By Philippe Ghanem – Executive Chairman, SquaredFinancial
The response of the main markets to the way retail investors traded GameStop is a concern. The day/ retail/ meme traders have been dismissed as fools, accused of breaking regulations and using trading options as ‘weapons’ to attack hedge funds. This completely misses the point and is like the commentators who still claim cryptocurrencies are a fraud…
To continually refer to the behaviour of private traders as ‘gambling’ shows a lack of connectivity with, and respect for, millennial and GenZs. It cannot be called gambling as for most people it was not about the money it was always about the issue.
Retail traders are market literate and were able to identify where the short pain points were and exploited these. Any hedge fund which had done the same would have been lauded. Retail guys have always been the ones to get squeezed out by ‘flows’ when they had the right market view but not the pockets to sustain moves. When the tables turned, they suddenly became a problem.
Bitcoin was launched as a way of decentralising global financial markets and with GameStop, we are seeing a reaction against certain institutions. The way this was done shows a level of sophistication that nobody should dismiss as gambling. Detailed knowledge was used to target a specific outcome and show a weakness of centralised systems.
However, GameStop was gamification, with a few people who knew exactly what they were doing, leading may thousands of people in a dance they liked. And, we have to remember that on Tik Tok there are a billion people happily following the dances set by a few people.
Social media platforms have shown they can disrupt established institutions. Yes, some or most of the traders lost money but maybe being able to hurt the hedge funds was, in this dance, the only reward they needed.
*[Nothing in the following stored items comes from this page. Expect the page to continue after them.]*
use esq_domain::{
	AssociationField, EntityDefinition, EntityRegistry, Field, ScalarField, SearchPattern,
	SearchRanking, SearchTerm, TranslatedField,
};
use esq_search::{Error, QueryClause, ScoreQuery, ScoreQueryBuilder};

fn ranking(value: f64) -> SearchRanking {
	SearchRanking::new(value).expect("Ranking must be valid.")
}

fn term(text: &str, weight: f64) -> SearchTerm {
	SearchTerm::new(text, weight).expect("Term must be valid.")
}

fn entity(name: &str, fields: Vec<Field>) -> EntityDefinition {
	EntityDefinition::new(name, fields).expect("Entity must be valid.")
}

fn exact(path: &str, value: &str, weight: f64) -> ScoreQuery {
	ScoreQuery::new(QueryClause::exact(path, value), weight)
}

fn fuzzy(path: &str, value: &str, weight: f64) -> ScoreQuery {
	ScoreQuery::new(QueryClause::fuzzy(path, value), weight)
}

fn nested_definition() -> EntityDefinition {
	entity("nested", vec![ScalarField::new("name").with_ranking(ranking(100.0)).into()])
}

fn test_definition() -> EntityDefinition {
	entity(
		"test",
		vec![
			ScalarField::new("name").with_ranking(ranking(100.0)).into(),
			ScalarField::new("description").with_ranking(ranking(200.0)).into(),
			ScalarField::new("longDescription").with_storage_name("long_description").into(),
			AssociationField::many_to_one("nested", "nested")
				.with_storage_name("nested_uuid")
				.with_ranking(ranking(0.5))
				.into(),
		],
	)
}

fn test_registry() -> EntityRegistry {
	EntityRegistry::new()
		.with_entity(test_definition())
		.and_then(|registry| registry.with_entity(nested_definition()))
		.expect("Registry must build.")
}

fn only_translated_registry() -> EntityRegistry {
	EntityRegistry::new()
		.with_entity(entity(
			"translated",
			vec![TranslatedField::new(ScalarField::new("name")).into()],
		))
		.expect("Registry must build.")
}

fn build(registry: &EntityRegistry, pattern: &SearchPattern, entity: &str) -> Vec<ScoreQuery> {
	ScoreQueryBuilder::new(registry)
		.build_for_entity(pattern, entity, "test")
		.expect("Score queries must build.")
}

#[test]
fn single_ranked_field_emits_exact_then_fuzzy() {
	let registry = EntityRegistry::new()
		.with_entity(entity(
			"test",
			vec![ScalarField::new("name").with_ranking(ranking(100.0)).into()],
		))
		.expect("Registry must build.");
	let pattern = SearchPattern::from(term("term", 1.0));

	assert_eq!(
		build(&registry, &pattern, "test"),
		vec![exact("test.name", "term", 100.0), fuzzy("test.name", "term", 50.0)]
	);
}

#[test]
fn simple_pattern() {
	let registry = test_registry();
	let pattern = SearchPattern::from(term("term", 1.0));

	assert_eq!(
		build(&registry, &pattern, "test"),
		vec![
			exact("test.name", "term", 100.0),
			fuzzy("test.name", "term", 50.0),
			exact("test.description", "term", 200.0),
			fuzzy("test.description", "term", 100.0),
			exact("test.nested.name", "term", 50.0),
			fuzzy("test.nested.name", "term", 25.0),
		]
	);
}

#[test]
fn multiple_terms_keep_field_then_term_order() {
	let registry = test_registry();
	let mut pattern = SearchPattern::from(term("term", 1.0));

	pattern.add_term(term("test", 0.1));

	assert_eq!(
		build(&registry, &pattern, "test"),
		vec![
			exact("test.name", "term", 100.0),
			fuzzy("test.name", "term", 50.0),
			exact("test.name", "test", 10.0),
			fuzzy("test.name", "test", 5.0),
			exact("test.description", "term", 200.0),
			fuzzy("test.description", "term", 100.0),
			exact("test.description", "test", 20.0),
			fuzzy("test.description", "test", 10.0),
			exact("test.nested.name", "term", 50.0),
			fuzzy("test.nested.name", "term", 25.0),
			exact("test.nested.name", "test", 5.0),
			fuzzy("test.nested.name", "test", 2.5),
		]
	);
}

#[test]
fn translated_field_falls_back_to_default_ranking() {
	let registry = only_translated_registry();
	let pattern = SearchPattern::from(term("term", 1.0));

	assert_eq!(
		build(&registry, &pattern, "translated"),
		vec![exact("test.name", "term", 1.0), fuzzy("test.name", "term", 0.5)]
	);
}

#[test]
fn translated_wrapper_ranking_overrides_inner_ranking() {
	let registry = EntityRegistry::new()
		.with_entity(entity(
			"translated",
			vec![
				TranslatedField::new(ScalarField::new("name").with_ranking(ranking(4.0)))
					.with_ranking(ranking(8.0))
					.into(),
				TranslatedField::new(
					ScalarField::new("metaTitle")
						.with_storage_name("meta_title")
						.with_ranking(ranking(4.0)),
				)
				.into(),
			],
		))
		.expect("Registry must build.");
	let pattern = SearchPattern::from(term("term", 1.0));

	assert_eq!(
		build(&registry, &pattern, "translated"),
		vec![
			exact("test.name", "term", 8.0),
			fuzzy("test.name", "term", 4.0),
			exact("test.meta_title", "term", 4.0),
			fuzzy("test.meta_title", "term", 2.0),
		]
	);
}

#[test]
fn association_is_expanded_at_its_declaration_position() {
	let registry = EntityRegistry::new()
		.with_entity(entity(
			"test",
			vec![
				AssociationField::many_to_one("nested", "nested")
					.with_ranking(ranking(0.5))
					.into(),
				ScalarField::new("name").with_ranking(ranking(2.0)).into(),
			],
		))
		.and_then(|registry| registry.with_entity(nested_definition()))
		.expect("Registry must build.");
	let pattern = SearchPattern::from(term("term", 1.0));

	assert_eq!(
		build(&registry, &pattern, "test"),
		vec![
			exact("test.nested.name", "term", 50.0),
			fuzzy("test.nested.name", "term", 25.0),
			exact("test.name", "term", 2.0),
			fuzzy("test.name", "term", 1.0),
		]
	);
}

#[test]
fn unranked_association_skips_its_subtree() {
	let registry = EntityRegistry::new()
		.with_entity(entity(
			"test",
			vec![AssociationField::one_to_many("nested", "nested").into()],
		))
		.and_then(|registry| registry.with_entity(nested_definition()))
		.expect("Registry must build.");
	let pattern = SearchPattern::from(term("term", 1.0));

	assert!(build(&registry, &pattern, "test").is_empty());
}

#[test]
fn nested_association_rankings_multiply() {
	let registry = EntityRegistry::new()
		.with_entity(entity(
			"test",
			vec![
				AssociationField::many_to_one("outer", "middle")
					.with_ranking(ranking(0.5))
					.into(),
			],
		))
		.and_then(|registry| {
			registry.with_entity(entity(
				"middle",
				vec![
					AssociationField::many_to_many("inner", "leaf")
						.with_ranking(ranking(0.25))
						.into(),
				],
			))
		})
		.and_then(|registry| {
			registry.with_entity(entity(
				"leaf",
				vec![ScalarField::new("title").with_ranking(ranking(8.0)).into()],
			))
		})
		.expect("Registry must build.");
	let pattern = SearchPattern::from(term("term", 2.0));

	assert_eq!(
		build(&registry, &pattern, "test"),
		vec![
			exact("test.outer.inner.title", "term", 2.0),
			fuzzy("test.outer.inner.title", "term", 1.0),
		]
	);
}

#[test]
fn self_referencing_association_terminates() {
	let registry = EntityRegistry::new()
		.with_entity(entity(
			"category",
			vec![
				ScalarField::new("name").with_ranking(ranking(10.0)).into(),
				AssociationField::many_to_one("parent", "category")
					.with_ranking(ranking(0.5))
					.into(),
			],
		))
		.expect("Registry must build.");
	let pattern = SearchPattern::from(term("shoes", 1.0));

	assert_eq!(
		build(&registry, &pattern, "category"),
		vec![exact("test.name", "shoes", 10.0), fuzzy("test.name", "shoes", 5.0)]
	);
}

#[test]
fn mutual_association_cycle_stops_at_revisited_entity() {
	let registry = EntityRegistry::new()
		.with_entity(entity(
			"product",
			vec![
				ScalarField::new("name").with_ranking(ranking(4.0)).into(),
				AssociationField::many_to_one("manufacturer", "manufacturer")
					.with_ranking(ranking(0.5))
					.into(),
			],
		))
		.and_then(|registry| {
			registry.with_entity(entity(
				"manufacturer",
				vec![
					ScalarField::new("name").with_ranking(ranking(2.0)).into(),
					AssociationField::one_to_many("products", "product")
						.with_ranking(ranking(0.5))
						.into(),
				],
			))
		})
		.expect("Registry must build.");
	let pattern = SearchPattern::from(term("acme", 1.0));

	assert_eq!(
		build(&registry, &pattern, "product"),
		vec![
			exact("test.name", "acme", 4.0),
			fuzzy("test.name", "acme", 2.0),
			exact("test.manufacturer.name", "acme", 1.0),
			fuzzy("test.manufacturer.name", "acme", 0.5),
		]
	);
}

#[test]
fn sibling_associations_to_the_same_entity_are_both_expanded() {
	let registry = EntityRegistry::new()
		.with_entity(entity(
			"order",
			vec![
				AssociationField::many_to_one("billing", "address")
					.with_ranking(ranking(1.0))
					.into(),
				AssociationField::many_to_one("shipping", "address")
					.with_ranking(ranking(2.0))
					.into(),
			],
		))
		.and_then(|registry| {
			registry.with_entity(entity(
				"address",
				vec![ScalarField::new("city").with_ranking(ranking(3.0)).into()],
			))
		})
		.expect("Registry must build.");
	let pattern = SearchPattern::from(term("berlin", 1.0));

	assert_eq!(
		build(&registry, &pattern, "order"),
		vec![
			exact("test.billing.city", "berlin", 3.0),
			fuzzy("test.billing.city", "berlin", 1.5),
			exact("test.shipping.city", "berlin", 6.0),
			fuzzy("test.shipping.city", "berlin", 3.0),
		]
	);
}

#[test]
fn empty_pattern_yields_no_queries_without_resolving_metadata() {
	let registry = EntityRegistry::new();
	let builder = ScoreQueryBuilder::new(&registry);
	let broken = entity(
		"test",
		vec![AssociationField::many_to_one("nested", "missing").with_ranking(ranking(1.0)).into()],
	);

	assert!(
		builder
			.build_score_queries(&SearchPattern::new(), &broken, "test")
			.expect("Empty pattern must not fail.")
			.is_empty()
	);
	assert!(
		builder
			.build_for_entity(&SearchPattern::new(), "missing", "test")
			.expect("Empty pattern must not fail.")
			.is_empty()
	);
}

#[test]
fn unresolvable_association_target_is_fatal() {
	let registry = EntityRegistry::new();
	let broken = entity(
		"test",
		vec![AssociationField::many_to_one("nested", "missing").with_ranking(ranking(1.0)).into()],
	);
	let err = esq_search::build_score_queries(
		&registry,
		&SearchPattern::from(term("term", 1.0)),
		&broken,
		"test",
	)
	.expect_err("Expected unknown entity error.");

	assert!(matches!(err, Error::Domain(_)), "Unexpected error: {err:?}");
	assert_eq!(err.to_string(), "Association test.nested references unknown entity missing.");
}

#[test]
fn unknown_root_entity_is_reported() {
	let registry = test_registry();
	let err = ScoreQueryBuilder::new(&registry)
		.build_for_entity(&SearchPattern::from(term("term", 1.0)), "missing", "test")
		.expect_err("Expected unknown root entity error.");

	assert!(
		matches!(&err, Error::UnknownEntity { entity } if entity == "missing"),
		"Unexpected error: {err:?}"
	);
}

#[test]
fn blank_path_prefix_is_rejected() {
	let registry = test_registry();
	let err = ScoreQueryBuilder::new(&registry)
		.build_for_entity(&SearchPattern::from(term("term", 1.0)), "test", "  ")
		.expect_err("Expected path prefix error.");

	assert!(matches!(err, Error::InvalidPathPrefix { .. }), "Unexpected error: {err:?}");
}

#[test]
fn builder_does_not_mutate_inputs() {
	let registry = test_registry();
	let pattern = SearchPattern::from(term("term", 1.0)).with_term(term("test", 0.1));
	let pattern_before = pattern.clone();
	let entity_before = registry.get("test").cloned();
	let first = build(&registry, &pattern, "test");
	let second = build(&registry, &pattern, "test");

	assert_eq!(first, second);
	assert_eq!(pattern, pattern_before);
	assert_eq!(registry.get("test").cloned(), entity_before);
}

#[test]
fn score_queries_serialize_with_clause_type_tag() {
	let query = exact("test.name", "term", 100.0);
	let json = serde_json::to_value(&query).expect("Score query must serialize.");

	assert_eq!(
		json,
		serde_json::json!({
			"clause": { "type": "exact", "field_path": "test.name", "value": "term" },
			"weight": 100.0,
		})
	);
}

#[test]
fn overflowing_weight_is_rejected() {
	let registry = EntityRegistry::new()
		.with_entity(entity(
			"test",
			vec![
				AssociationField::many_to_one("nested", "huge")
					.with_ranking(ranking(1e200))
					.into(),
			],
		))
		.and_then(|registry| {
			registry.with_entity(entity(
				"huge",
				vec![ScalarField::new("name").with_ranking(ranking(1e200)).into()],
			))
		})
		.expect("Registry must build.");
	let err = ScoreQueryBuilder::new(&registry)
		.build_for_entity(&SearchPattern::from(term("term", 1.0)), "test", "test")
		.expect_err("Expected weight range error.");

	assert!(
		matches!(
			&err,
			Error::WeightOutOfRange { field_path, weight }
				if field_path == "test.nested.name" && weight.is_infinite()
		),
		"Unexpected error: {err:?}"
	);
}

#[test]
fn underflowing_weight_is_rejected() {
	let registry = EntityRegistry::new()
		.with_entity(entity(
			"test",
			vec![ScalarField::new("name").with_ranking(ranking(f64::MIN_POSITIVE)).into()],
		))
		.expect("Registry must build.");
	let err = ScoreQueryBuilder::new(&registry)
		.build_for_entity(&SearchPattern::from(term("term", 1e-300)), "test", "test")
		.expect_err("Expected weight range error.");

	assert!(
		matches!(
			&err,
			Error::WeightOutOfRange { field_path, weight }
				if field_path == "test.name" && *weight == 0.0
		),
		"Unexpected error: {err:?}"
	);
}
We have to recognise that trading will change. There is a wave of growing anger, for example, that private traders will not be allowed to invest in a series of high-profile IPOs of companies which are of their generation, like Wise (Transferwise), Darktrace, Deliveroo, and PensionBee. These deals are limited to institutions. These are not gambling, but the traders accused of gambling are excluded. The concern is that when the odds are set in favour of a few, then it is fine. But if the odds are changed the few get upset.
Millennials and GenZs are the traders of the future. They work through different media and in different ways and have power in numbers. Social media allows the instant democratisation of information which, if it is correct, can make or break markets. The way the markets has responded is to try and ringfence the past instead of looking at ways to build the future, which is not sustainable.
The truth is that ignoring GameStop is a gamble institutional investors would be foolish to take?